How can I get the xl/styles.xml file copied so that the program can run without damaging output.xlsx?

I have made another attempt to fix this issue. In the off chance that styles.xml cannot be copied from a different Excel file; I have opened styles.xml from output.xlsx prior to book.save("output.xlsx"). After saving, I then get the styles.xml from before the save statement, and write it. Unfortunately, this has not changed anything and I am still getting a damaged Excel file. With this attempt, my test code looks like this:

import openpyxl
import zipfile

from openpyxl import load_workbook
amounts, indexValue, row = [1, 2, 3, 4, 5], 0, 2
book = load_workbook("output.xlsx")
sheet = book.active

for i, value in enumerate(amounts):
    sheet.cell(column=i+1, row=row, value=value)  
print ("Sheet updating complete.")

with zipfile.ZipFile('output.xlsx', 'r') as zgood:
    styles_xml = zgood.read('xl/styles.xml')

book.save("output.xlsx")

with zipfile.ZipFile('output.xlsx', 'a') as zbad:
    zbad.writestr('xl/styles.xml', styles_xml)

I have tried saving as a completely new Excel File, but still have the same issue. I tried using zip file to open from output.xlsx and writing to the newly saved file, but still no result.

import openpyxl
import zipfile
from openpyxl import load_workbook

amounts, indexValue, row, cell = [1, 2, 3, 4, 5], 0, 2, "A2"
book = load_workbook("output.xlsx")
sheet = book.active

while indexValue != 5:
    sheet[cell] = amounts[indexValue]
    indexValue += 1
    cell = chr(ord(cell[0]) + 1) + str(cell[1])
print ("Sheet updating complete.")

book.save("test.xlsx")

with zipfile.ZipFile('output.xlsx', 'r') as zgood:
    styles_xml = zgood.read('xl/styles.xml')
with zipfile.ZipFile('test.xlsx', 'a') as zbad:
    zbad.writestr('xl/styles.xml', styles_xml)

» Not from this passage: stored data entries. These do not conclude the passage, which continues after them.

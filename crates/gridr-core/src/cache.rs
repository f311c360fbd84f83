//! TTL cache for information-system queries.
//!
//! Batch schedulers answer status queries slowly and rate-limit chatty
//! clients, so backends put a [`QueryCache`] in front of every query
//! against the information system. Within the TTL a repeated query is
//! answered from memory; concurrent callers asking for the same key while
//! a refresh is in flight wait for that one refresh instead of stacking
//! identical commands on the scheduler.
//!
//! Only successful refreshes are stored. A failed refresh leaves the slot
//! empty (or stale), so the next caller tries again immediately.

use std::future::Future;
use std::hash::Hash;
use std::sync::Arc;
use std::time::Instant;

use rustc_hash::FxHashMap;
use tokio::sync::Mutex;

struct Slot<V> {
    value: Option<(V, Instant)>,
}

impl<V> Slot<V> {
    fn fresh(&self, ttl: std::time::Duration) -> Option<&V> {
        match &self.value {
            Some((value, stored_at)) if stored_at.elapsed() < ttl => Some(value),
            _ => None,
        }
    }
}

/// Per-key memoization of fallible async lookups, with a shared TTL.
///
/// One instance lives inside each backend; distinct backends never share
/// observations. Per-key refreshes are single-flight: the slot's mutex is
/// held across the refresh future, so late arrivals block on the lock and
/// then read the value the first caller stored.
pub struct QueryCache<K, V> {
    ttl: std::time::Duration,
    slots: Mutex<FxHashMap<K, Arc<Mutex<Slot<V>>>>>,
}

impl<K, V> QueryCache<K, V>
where
    K: Eq + Hash + Clone,
    V: Clone,
{
    /// Default time-to-live for cached observations.
    pub const DEFAULT_TTL: std::time::Duration = std::time::Duration::from_secs(30);

    /// Cache with the default TTL.
    pub fn new() -> Self {
        Self::with_ttl(Self::DEFAULT_TTL)
    }

    /// Cache with an explicit TTL. A zero TTL disables reuse but keeps
    /// the single-flight behavior.
    pub fn with_ttl(ttl: std::time::Duration) -> Self {
        Self {
            ttl,
            slots: Mutex::new(FxHashMap::default()),
        }
    }

    /// Configured time-to-live.
    pub fn ttl(&self) -> std::time::Duration {
        self.ttl
    }

    /// Return the cached value for `key`, refreshing it when missing or
    /// expired.
    ///
    /// `refresh` runs at most once per expiry however many callers pile
    /// up on the key. Its error is returned to the caller that ran it and
    /// nothing is stored, so the next call retries.
    pub async fn get_or_refresh<F, Fut, E>(&self, key: K, refresh: F) -> Result<V, E>
    where
        F: FnOnce() -> Fut,
        Fut: Future<Output = Result<V, E>>,
    {
        let slot = {
            let mut slots = self.slots.lock().await;
            self.purge_expired(&mut slots);
            Arc::clone(slots.entry(key).or_insert_with(|| {
                Arc::new(Mutex::new(Slot { value: None }))
            }))
        };

        // Held across the refresh: concurrent callers for this key queue
        // here and find the value already stored when they get the lock.
        let mut slot = slot.lock().await;
        if let Some(value) = slot.fresh(self.ttl) {
            return Ok(value.clone());
        }
        let value = refresh().await?;
        slot.value = Some((value.clone(), Instant::now()));
        Ok(value)
    }

    /// Drop the cached value for `key`, forcing the next call to refresh.
    pub async fn invalidate(&self, key: &K) {
        self.slots.lock().await.remove(key);
    }

    /// Drop every cached value.
    pub async fn clear(&self) {
        self.slots.lock().await.clear();
    }

    /// Drop expired slots nobody is currently waiting on. Runs under the
    /// map lock on each lookup, keeping the map from growing with dead
    /// keys (one per finished job, over time).
    fn purge_expired(&self, slots: &mut FxHashMap<K, Arc<Mutex<Slot<V>>>>) {
        slots.retain(|_, slot| {
            if Arc::strong_count(slot) > 1 {
                return true;
            }
            match slot.try_lock() {
                Ok(guard) => guard.fresh(self.ttl).is_some(),
                Err(_) => true,
            }
        });
    }
}

impl<K, V> Default for QueryCache<K, V>
where
    K: Eq + Hash + Clone,
    V: Clone,
{
    fn default() -> Self {
        Self::new()
    }
}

Although I have already fixed this issue, it is worth noting that this problem only seems to occur when loading a workbook. I have created another program with spreadsheets that creates a workbook, rather than loading it. As a result of this, the spreadsheet does not saves damaged.


Solution

  • After confirming that the issue was with styles.xml, I identified that the issue was most likely with the style formatting of the written cells. By using styles from the openpyxl module, I have fixed the issue.

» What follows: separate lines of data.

//! Duration quantities.
//!
//! A [`Duration`] is a nanosecond count plus a display unit. On top of the
//! plain `<amount><unit>` grammar it accepts the composite forms used in
//! batch-system configuration: `"1d 4h 9m 16s"` (any subset, spaces
//! optional), `"HH:MM:SS"`, and `"DD:HH:MM:SS"`. The two-field colon form
//! is rejected: `"01:02"` could be minutes:seconds or hours:minutes, and
//! guessing wrong by a factor of sixty is worse than asking the caller to
//! spell it out.

use std::cmp::Ordering;
use std::fmt;
use std::hash::{Hash, Hasher};
use std::ops::{Add, Div, Mul, Sub};
use std::str::FromStr;

use serde::de::Error as _;
use serde::{Deserialize, Deserializer, Serialize, Serializer};

use crate::parse::{self, Amount, ParseQuantityError};

const NANOS_PER_SEC: u64 = 1_000_000_000;

/// Units of duration, from nanoseconds to weeks.
#[derive(Debug, Clone, Copy, PartialEq, Eq)]
pub enum DurationUnit {
    /// Nanosecond, the base unit.
    Nanosecond,
    /// Microsecond.
    Microsecond,
    /// Millisecond.
    Millisecond,
    /// Second.
    Second,
    /// Minute.
    Minute,
    /// Hour.
    Hour,
    /// Day.
    Day,
    /// Week.
    Week,
}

    I declare a variable, fontStyle in this case, and set all the style settings:

    fontStyle = Font(name="Calibri", size=12, color=colors.BLACK)
    

    When writing amounts to each cell, I also set the style of these cells using fontStyle:

    sheet[cell].font = fontStyle
    

    The completed code, looks like this:

    import openpyxl
    from openpyxl import load_workbook
    from openpyxl.styles import colors
    from openpyxl.styles import Font, Color
    
    fontStyle = Font(name="Calibri", size=12, color=colors.BLACK)
    amounts, indexValue, cell = [1, 2, 3, 4, 5], 0, "A2"
    book = load_workbook("output.xlsx")
    sheet = book.active
    
    while indexValue != 5:
        sheet[cell] = amounts[indexValue]
        sheet[cell].font = fontStyle
        indexValue += 1
        cell = chr(ord(cell[0]) + 1) + str(cell[1])
    
    print ("Sheet updating complete.")
    book.save("output.xlsx")
    

    I believe this has worked because the writing method has no default style settings. This would explain why styles.xml was missing when using the Open XML SDK Productivity Tool. Upon checking this Excel file again after the fix, I can confirm that styles.xml is no longer missing.

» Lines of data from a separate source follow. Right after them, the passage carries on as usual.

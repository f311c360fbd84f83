//! Lexical machinery shared by the quantity parsers.
//!
//! A quantity string is `<amount>[whitespace]<unit>`; durations may chain
//! several such parts (`"1d 4h 9m 16s"`, `"1h30m"`). The scanner below
//! splits a string into (amount, unit symbol) pairs without knowing the
//! unit tables; the dimension modules resolve symbols and ranges.

use thiserror::Error;

/// Error parsing a quantity string.
#[derive(Debug, Clone, PartialEq, Eq, Error)]
pub enum ParseQuantityError {
    /// Empty input where a quantity was expected.
    #[error("empty quantity string")]
    Empty,

    /// The numeric part is missing or not a valid decimal number.
    #[error("malformed amount in quantity {input:?}")]
    MalformedAmount {
        /// Offending input.
        input: String,
    },

    /// The amount is negative; quantities are unsigned.
    #[error("negative amount in quantity {input:?}")]
    NegativeAmount {
        /// Offending input.
        input: String,
    },

    /// A unit symbol was expected but none was found.
    #[error("missing unit in quantity {input:?}")]
    MissingUnit {
        /// Offending input.
        input: String,
    },

    /// The unit symbol is not in the dimension's unit table.
    #[error("unknown {dimension} unit {unit:?} in quantity {input:?}")]
    UnknownUnit {
        /// Dimension whose table was consulted ("memory" or "duration").
        dimension: &'static str,
        /// The unrecognized symbol.
        unit: String,
        /// Offending input.
        input: String,
    },

    /// The value does not fit the 64-bit base-unit representation.
    #[error("quantity {input:?} overflows the {dimension} range")]
    Overflow {
        /// Dimension whose range was exceeded.
        dimension: &'static str,
        /// Offending input.
        input: String,
    },

    /// A bare two-field colon form cannot be told apart
    /// (minutes:seconds vs. hours:minutes).
    #[error("ambiguous duration {input:?}: spell it out, e.g. '1m 2s' or '1h 2m'")]
    AmbiguousColonForm {
        /// Offending input.
        input: String,
    },
}

/// A scanned amount, kept integral when the source text was integral so
/// that large values survive conversion to the base unit exactly.
#[derive(Debug, Clone, Copy, PartialEq)]
pub(crate) enum Amount {
    Int(u64),
    Float(f64),
}

impl Amount {
    /// Convert to a count of base units, given the size of the target unit.
    pub(crate) fn to_base(
        self,
        unit_size: u64,
        dimension: &'static str,
        input: &str,
    ) -> Result<u64, ParseQuantityError> {
        let overflow = || ParseQuantityError::Overflow {
            dimension,
            input: input.to_owned(),
        };
        match self {
            Amount::Int(n) => n.checked_mul(unit_size).ok_or_else(overflow),
            Amount::Float(f) => {
                let scaled = (f * unit_size as f64).round();
                if !scaled.is_finite() || scaled < 0.0 || scaled > u64::MAX as f64 {
                    return Err(overflow());
                }
                Ok(scaled as u64)
            }
        }
    }
}

/// Scan all (amount, unit) parts of `input`.
///
/// Fails on leftover text that is neither a number nor a unit symbol.
pub(crate) fn scan_parts(input: &str) -> Result<Vec<(Amount, String)>, ParseQuantityError> {
    let trimmed = input.trim();
    if trimmed.is_empty() {
        return Err(ParseQuantityError::Empty);
    }

    let mut parts = Vec::new();
    let mut rest = trimmed;
    while !rest.is_empty() {
        let (amount, after_amount) = scan_amount(rest, input)?;
        let after_ws = after_amount.trim_start();
        let unit_len = after_ws
            .char_indices()
            .take_while(|(_, c)| c.is_ascii_alphabetic())
            .count();
        if unit_len == 0 {
            return Err(ParseQuantityError::MissingUnit {
                input: input.to_owned(),
            });
        }
        let (unit, tail) = after_ws.split_at(unit_len);
        parts.push((amount, unit.to_owned()));
        rest = tail.trim_start();
    }
    Ok(parts)
}

/// Scan exactly one (amount, unit) part; trailing text is an error.
pub(crate) fn scan_single(input: &str) -> Result<(Amount, String), ParseQuantityError> {
    let mut parts = scan_parts(input)?;
    if parts.len() != 1 {
        return Err(ParseQuantityError::MalformedAmount {
            input: input.to_owned(),
        });
    }
    // Length checked just above.
    Ok(parts.remove(0))
}

/// Scan a decimal number (optional sign, fraction, exponent) off the front
/// of `rest`. Returns the amount and the remaining text.
fn scan_amount<'a>(
    rest: &'a str,
    input: &str,
) -> Result<(Amount, &'a str), ParseQuantityError> {
    let malformed = || ParseQuantityError::MalformedAmount {
        input: input.to_owned(),
    };

    let bytes = rest.as_bytes();
    let mut pos = 0;
    let negative = match bytes.first() {
        Some(b'-') => {
            pos += 1;
            true
        }
        Some(b'+') => {
            pos += 1;
            false
        }
        _ => false,
    };

    let int_start = pos;
    while pos < bytes.len() && bytes[pos].is_ascii_digit() {
        pos += 1;
    }
    let mut fractional = false;
    if pos < bytes.len() && bytes[pos] == b'.' {
        fractional = true;
        pos += 1;
        while pos < bytes.len() && bytes[pos].is_ascii_digit() {
            pos += 1;
        }
    }
    // A lone sign, dot, or empty prefix is not a number.
    if !rest[int_start..pos].chars().any(|c| c.is_ascii_digit()) {
        return Err(malformed());
    }
    if pos < bytes.len() && (bytes[pos] == b'e' || bytes[pos] == b'E') {
        let exp_start = pos;
        pos += 1;
        if pos < bytes.len() && (bytes[pos] == b'+' || bytes[pos] == b'-') {
            pos += 1;
        }
        let digits_start = pos;
        while pos < bytes.len() && bytes[pos].is_ascii_digit() {
            pos += 1;
        }
        if pos == digits_start {
            // No digits follow, so this 'e' starts a unit symbol rather
            // than an exponent.
            pos = exp_start;
        } else {
            fractional = true;
        }
    }

    let text = &rest[..pos];
    if negative {
        return Err(ParseQuantityError::NegativeAmount {
            input: input.to_owned(),
        });
    }
    let amount = if fractional {
        Amount::Float(text.parse::<f64>().map_err(|_| malformed())?)
    } else {
        let digits = text.strip_prefix('+').unwrap_or(text);
        match digits.parse::<u64>() {
            Ok(n) => Amount::Int(n),
            // Wider than u64: keep going in floating point.
            Err(_) => Amount::Float(digits.parse::<f64>().map_err(|_| malformed())?),
        }
    };
    Ok((amount, &rest[pos..]))
}

#[cfg(test)]
mod tests {
    use super::*;

    #[test]
    fn single_integer_part() {
        let (amount, unit) = scan_single("1024MiB").unwrap();
        assert_eq!(amount, Amount::Int(1024));
        assert_eq!(unit, "MiB");
    }

    #[test]
    fn whitespace_between_amount_and_unit() {
        let (amount, unit) = scan_single("  2  GB ").unwrap();
        assert_eq!(amount, Amount::Int(2));
        assert_eq!(unit, "GB");
    }

    #[test]
    fn fractional_amount() {
        let (amount, unit) = scan_single("1.5h").unwrap();
        assert_eq!(amount, Amount::Float(1.5));
        assert_eq!(unit, "h");
    }

    #[test]
    fn exponent_amount() {
        let (amount, unit) = scan_single("2E+2 s").unwrap();
        assert_eq!(amount, Amount::Float(200.0));
        assert_eq!(unit, "s");
    }

    #[test]
    fn multiple_parts_with_and_without_spaces() {
        let parts = scan_parts("1d 4h 9m 16s").unwrap();
        assert_eq!(parts.len(), 4);
        let parts = scan_parts("1h30m").unwrap();
        assert_eq!(parts.len(), 2);
        assert_eq!(parts[1], (Amount::Int(30), "m".to_owned()));
    }

    #[test]
    fn negative_amount_rejected() {
        assert!(matches!(
            scan_single("-7s"),
            Err(ParseQuantityError::NegativeAmount { .. })
        ));
    }

    #[test]
    fn missing_unit_rejected() {
        assert!(matches!(
            scan_single("42"),
            Err(ParseQuantityError::MissingUnit { .. })
        ));
    }

    #[test]
    fn garbage_rejected() {
        assert!(matches!(
            scan_single("GB"),
            Err(ParseQuantityError::MalformedAmount { .. })
        ));
        assert!(scan_single("1.2.3s").is_err());
    }

    #[test]
    fn empty_rejected() {
        assert_eq!(scan_parts("   "), Err(ParseQuantityError::Empty));
    }

    #[test]
    fn int_to_base_overflow_detected() {
        let err = Amount::Int(u64::MAX)
            .to_base(1024, "memory", "x")
            .unwrap_err();
        assert!(matches!(err, ParseQuantityError::Overflow { .. }));
    }
}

    The file is no longer damaged upon being saved and can be opened normally again. Also, I am now able to execute this script to write to the Excel file again, without having to open and close to repair it.

    Note that I have also changed my loop from the original loop - as part of one of my attempts to fix the issue. This has not had an effect on the final outcome - it is all down to the styling of the cells written.

    This doesn't exactly answer the question of solving the issue specifically with zipfile but it does solve the problem.